PV = 0, PMT = -500, I/Y = 4, FV = 32000, N = 58.1 MONTHS
10. If your grandma gave you $1,000. What rate will you need to earn annually if you plan to pull out $2,000 in 10 years?
N = 10*12, PV = -1,000, FV = 2,000, PMT = 0, I.Y = 0.5793% per month * 12 = 6.95% per year
11. Your house is currently valued at $100,000. At what rate will it need to appreciate (annually) to be valued at $125,000 in 5 years?
N = 5*12, PV = -100,000, FV = 125,000, PMT = 0, I.Y =0.3726 per month * 12 = 4.56% per year
12. What rate is required to double an initial investment of $1 in 9 years?
N = 9*12, PV = -1, FV = 2, PMT = 0, I.Y = 0.6439 per month * 12 = 7.73% per year
13. You plan on paying cash for a $200,000 house at retirement, in 27 years.

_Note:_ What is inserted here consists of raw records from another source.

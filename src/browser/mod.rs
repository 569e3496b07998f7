//! Tree views over one sub-hierarchy each
//!
//! A browser owns its tree, its selection and its `displayed`/`selected`
//! flags. The orchestrator feeds it load results through the default methods
//! of `Browser`; lazy child expansion is the one kind of load a browser runs
//! on its own, outside the viewer's single pending slot.

mod kind;
mod tree_browser;

pub use kind::BrowserKind;
pub use tree_browser::TreeBrowser;

use crate::loader::{LoaderContext, LoaderId};
use crate::model::{DataObject, NodeId, ObjectKey, Thumbnail, Tree, TreeVisitor};
use crate::service::{Scope, TransferRequest};

/// Payload of a browser tree node
#[derive(Debug, Clone, PartialEq, Eq)]
pub struct BrowserNode {
    pub object: DataObject,

    /// Whether the node's children have been fetched
    pub children_loaded: bool,

    pub thumbnail: Option<Thumbnail>,

    /// Marked for a pending cut
    pub cut: bool,
}

impl BrowserNode {
    /// Leaves and empty containers count as loaded
    #[must_use]
    pub fn new(object: DataObject) -> Self {
        let children_loaded = !object.kind.is_container() || object.child_count == 0;
        Self {
            object,
            children_loaded,
            thumbnail: None,
            cut: false,
        }
    }

    #[must_use]
    pub const fn key(&self) -> ObjectKey {
        self.object.key()
    }
}

/// One independently stateful tree view
pub trait Browser: Send {
    fn browser_type(&self) -> BrowserKind;

    /// Make this the working browser
    fn activate(&mut self);

    /// Drop the loaded tree so the next root load starts from scratch
    fn refresh_tree(&mut self);

    /// Whether the top level has been loaded since the last refresh
    fn roots_loaded(&self) -> bool;

    fn tree(&self) -> &Tree<BrowserNode>;

    fn tree_mut(&mut self) -> &mut Tree<BrowserNode>;

    /// Selected nodes, oldest first
    fn selected_displays(&self) -> Vec<NodeId>;

    fn last_selected_display(&self) -> Option<NodeId> {
        self.selected_displays().last().copied()
    }

    /// Replace the selection; ids not in the tree are ignored
    fn set_selected_nodes(&mut self, nodes: &[NodeId]);

    /// Remove every node showing one of `keys`, returning how many went
    fn remove_tree_nodes(&mut self, keys: &[ObjectKey]) -> usize;

    /// Cancel this browser's own in-flight loads
    fn cancel(&mut self);

    fn is_displayed(&self) -> bool;

    fn set_displayed(&mut self, displayed: bool);

    /// Whether this is the viewer's working browser
    fn is_selected(&self) -> bool;

    fn set_selected(&mut self, selected: bool);

    /// Start a lazy children load for `node`
    ///
    /// Returns `None` when the node is unknown, is not an unloaded container,
    /// or is already being expanded.
    fn expand(&mut self, node: NodeId, scope: Scope, context: &LoaderContext) -> Option<LoaderId>;

    /// Forget an own load once its result arrived; false if not ours
    fn release_load(&mut self, id: LoaderId) -> bool;

    fn pending_loads(&self) -> usize;

    /// Tear down for good
    fn discard(&mut self);

    /// Replace the tree with a freshly loaded top level
    fn set_roots(&mut self, roots: Vec<DataObject>);

    fn accept(&self, visitor: &mut dyn TreeVisitor<BrowserNode>) {
        self.tree().accept(visitor);
    }

    /// Nodes showing the object `key`
    fn find_nodes(&self, key: ObjectKey) -> Vec<NodeId> {
        self.tree().find(|node| node.key() == key)
    }

    fn node(&self, id: NodeId) -> Option<&BrowserNode> {
        self.tree().get(id).map(|node| &node.payload)
    }

    /// Objects of the selected nodes, oldest first
    fn selected_objects(&self) -> Vec<DataObject> {
        self.selected_displays()
            .into_iter()
            .filter_map(|id| self.node(id).map(|node| node.object.clone()))
            .collect()
    }

    /// Object of the parent node of `id`, if any
    fn parent_object(&self, id: NodeId) -> Option<DataObject> {
        let parent = self.tree().parent(id)?;
        self.node(parent).map(|node| node.object.clone())
    }

    /// Populate every node showing `parent`, returning how many were filled
    fn set_children(&mut self, parent: ObjectKey, children: &[DataObject]) -> usize {
        let targets = self.find_nodes(parent);
        let tree = self.tree_mut();
        for target in &targets {
            tree.clear_children(*target);
            for child in children {
                tree.insert(Some(*target), BrowserNode::new(child.clone()));
            }
            if let Some(node) = tree.payload_mut(*target) {
                node.children_loaded = true;
                node.object.child_count = children.len();
            }
        }
        targets.len()
    }

    /// Show a newly created object, returning how many nodes were added
    ///
    /// Under a parent the object only appears where the parent's children are
    /// loaded; elsewhere the parent's child count is bumped.
    fn add_object(&mut self, parent: Option<ObjectKey>, object: &DataObject) -> usize {
        match parent {
            Some(parent) => {
                let targets = self.find_nodes(parent);
                let tree = self.tree_mut();
                let mut added = 0;
                for target in targets {
                    let loaded = tree.get(target).is_some_and(|n| n.payload.children_loaded);
                    if let Some(node) = tree.payload_mut(target) {
                        node.object.child_count += 1;
                    }
                    if loaded {
                        tree.insert(Some(target), BrowserNode::new(object.clone()));
                        added += 1;
                    }
                }
                added
            }
            None => {
                let kind = self.browser_type();
                if self.roots_loaded() && kind.root_kinds().contains(&object.kind) {
                    self.tree_mut().insert(None, BrowserNode::new(object.clone()));
                    1
                } else {
                    0
                }
            }
        }
    }

    /// Replace the object shown by every matching node
    fn update_object(&mut self, object: &DataObject) -> usize {
        let targets = self.find_nodes(object.key());
        let tree = self.tree_mut();
        for target in &targets {
            if let Some(node) = tree.payload_mut(*target) {
                node.object = object.clone();
            }
        }
        targets.len()
    }

    /// Mirror a completed paste in the loaded part of the tree
    fn apply_transfer(&mut self, request: &TransferRequest) {
        for (parent, moved) in &request.unlinks {
            for parent_node in self.find_nodes(*parent) {
                let doomed: Vec<NodeId> = self
                    .tree()
                    .children(parent_node)
                    .iter()
                    .copied()
                    .filter(|child| {
                        self.node(*child)
                            .is_some_and(|n| moved.iter().any(|m| m.key() == n.key()))
                    })
                    .collect();
                let tree = self.tree_mut();
                for child in doomed {
                    tree.remove(child);
                }
                if let Some(node) = tree.payload_mut(parent_node) {
                    node.object.child_count = node.object.child_count.saturating_sub(moved.len());
                }
            }
        }

        for (target, linked) in &request.links {
            for target_node in self.find_nodes(*target) {
                let loaded = self.node(target_node).is_some_and(|n| n.children_loaded);
                let present: Vec<ObjectKey> = self
                    .tree()
                    .children(target_node)
                    .iter()
                    .filter_map(|child| self.node(*child).map(BrowserNode::key))
                    .collect();
                let tree = self.tree_mut();
                for object in linked {
                    if present.contains(&object.key()) {
                        continue;
                    }
                    if let Some(node) = tree.payload_mut(target_node) {
                        node.object.child_count += 1;
                    }
                    if loaded {
                        tree.insert(Some(target_node), BrowserNode::new(object.clone()));
                    }
                }
            }
        }

        // A linked object is no longer an orphan
        if self.browser_type().orphans_only() {
            let linked: Vec<ObjectKey> = request
                .links
                .values()
                .flatten()
                .map(DataObject::key)
                .collect();
            let orphan_roots: Vec<NodeId> = self
                .tree()
                .roots()
                .iter()
                .copied()
                .filter(|root| self.node(*root).is_some_and(|n| linked.contains(&n.key())))
                .collect();
            let tree = self.tree_mut();
            for root in orphan_roots {
                tree.remove(root);
            }
        }

        self.mark_cut(&[], false);
    }

    /// Attach thumbnails to the image nodes they belong to
    fn set_thumbnails(&mut self, thumbnails: &[Thumbnail]) -> usize {
        let mut attached = 0;
        for thumbnail in thumbnails {
            let key = ObjectKey {
                kind: crate::model::DataKind::Image,
                id: thumbnail.image,
            };
            for id in self.find_nodes(key) {
                if let Some(node) = self.tree_mut().payload_mut(id) {
                    node.thumbnail = Some(thumbnail.clone());
                    attached += 1;
                }
            }
        }
        attached
    }

    /// Flag nodes showing `keys` as cut; with `cut == false` every flag is
    /// cleared regardless of `keys`
    fn mark_cut(&mut self, keys: &[ObjectKey], cut: bool) {
        let ids = self.tree().pre_order();
        let tree = self.tree_mut();
        for id in ids {
            if let Some(node) = tree.payload_mut(id) {
                if cut {
                    if keys.contains(&node.key()) {
                        node.cut = true;
                    }
                } else {
                    node.cut = false;
                }
            }
        }
    }
}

If you can earn 6% annually, how much do you need to invest today?
N = 27*12, I/Y = 6, FV = 200,000, PMT = 0, PV = -39,739
14. You open an account that pays 0.5 percent interest per year. How much money must you deposit today to have $10,000 in 20 years?
N = 20*12, I/Y = 0.5, FV = 10,000, PMT = 0, PV =-9,048.56
15. You can earn 8 percent interest, compounded annually. How much must you deposit today to withdraw $10,000 in 6 years?
N = 6*12, I/Y = 8, FV = 10,000, PMT = 0, PV = -6,198.32
16. If you deposit $1 per month in an account that pays 12% interest, compounded monthly, what will be the balance in the account after two years if you make no withdrawals?
N = 2*12, I/Y = 12, PV = 0, PMT = -1, FV = 26.97
17. Housing values are appreciating at a rate of 3 percent a year. Approximately how much will your $100,000 house be worth in ten years if this rate of appreciation continues?
N = 10*12, I/Y = 3, PV = -100,000, PMT = 0, FV = $134,935.35
18. You deposit $2,000 in a savings account that pays 9 percent interest. How much will your account be worth in 15 years?
N = 15*12, I/Y = 9, PV = -2,000, PMT = 0, FV =7,676.09
19. You just put $1,000 in a bank account which pays 6 percent annual interest. How much will you have in your account after 3 years?
N = 3*12, I/Y = 6, PV = -1,000, PMT = 0, FV = 1,196.68
20. If you put $1 in a savings account earning 10% annually, how much will it be worth in 100 years?